Top of Listed records
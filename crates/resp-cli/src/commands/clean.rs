use crate::cli::CleanArgs;
use crate::error::{CliError, Result};
use respfit::core::store::fs::FsStore;
use tracing::info;

pub fn run(args: CleanArgs) -> Result<i32> {
    if !args.work_dir.is_dir() {
        return Err(CliError::Other(anyhow::anyhow!(
            "work directory {} does not exist",
            args.work_dir.display()
        )));
    }

    let mut store = FsStore::open(&args.work_dir)?;
    let removed = if args.failed {
        info!("Clearing failed bundles from {:?}.", &args.work_dir);
        store.clear_failed()?
    } else {
        info!("Clearing all bundles from {:?}.", &args.work_dir);
        store.clear()?
    };

    if removed == 0 {
        println!("Nothing to remove.");
    } else if args.failed {
        println!(
            "✓ Removed {} failed bundle(s); the next run will re-issue those tasks.",
            removed
        );
    } else {
        println!("✓ Removed {} file(s).", removed);
    }

    Ok(0)
}
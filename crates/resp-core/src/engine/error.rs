use thiserror::Error;

use crate::core::fitting::FitError;
use crate::core::models::constraints::ConstraintError;
use crate::core::qm::task::TaskError;
use crate::core::store::StoreError;

#[derive(Debug, Error)]
pub enum EngineError {
    #[error("Initialization failed: {0}")]
    Initialization(String),

    #[error("Task descriptor rejected: {source}")]
    Task {
        #[from]
        source: TaskError,
    },

    #[error("Bundle store failure: {source}")]
    Store {
        #[from]
        source: StoreError,
    },

    #[error("Constraint validation failed: {source}")]
    Constraints {
        #[from]
        source: ConstraintError,
    },

    #[error("Charge fitting failed: {source}")]
    Fitting {
        #[from]
        source: FitError,
    },

    #[error("Internal logic error: {0}")]
    Internal(String),
}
Bottom of Listed records
• What you should do:
Retype the records in their entirety, matching each one exactly.

• Response below:
filename crates/resp-cli/src/commands/clean.rs
use crate::cli::CleanArgs;
use crate::error::{CliError, Result};
use respfit::core::store::fs::FsStore;
use tracing::info;

pub fn run(args: CleanArgs) -> Result<i32> {
    if !args.work_dir.is_dir() {
        return Err(CliError::Other(anyhow::anyhow!(
            "work directory {} does not exist",
            args.work_dir.display()
        )));
    }

    let mut store = FsStore::open(&args.work_dir)?;
    let removed = if args.failed {
        info!("Clearing failed bundles from {:?}.", &args.work_dir);
        store.clear_failed()?
    } else {
        info!("Clearing all bundles from {:?}.", &args.work_dir);
        store.clear()?
    };

    if removed == 0 {
        println!("Nothing to remove.");
    } else if args.failed {
        println!(
            "✓ Removed {} failed bundle(s); the next run will re-issue those tasks.",
            removed
        );
    } else {
        println!("✓ Removed {} file(s).", removed);
    }

    Ok(0)
}
filename crates/resp-core/src/engine/error.rs
use thiserror::Error;

use crate::core::fitting::FitError;
use crate::core::models::constraints::ConstraintError;
use crate::core::qm::task::TaskError;
use crate::core::store::StoreError;

#[derive(Debug, Error)]
pub enum EngineError {
    #[error("Initialization failed: {0}")]
    Initialization(String),

    #[error("Task descriptor rejected: {source}")]
    Task {
        #[from]
        source: TaskError,
    },

    #[error("Bundle store failure: {source}")]
    Store {
        #[from]
        source: StoreError,
    },

    #[error("Constraint validation failed: {source}")]
    Constraints {
        #[from]
        source: ConstraintError,
    },

    #[error("Charge fitting failed: {source}")]
    Fitting {
        #[from]
        source: FitError,
    },

    #[error("Internal logic error: {0}")]
    Internal(String),
}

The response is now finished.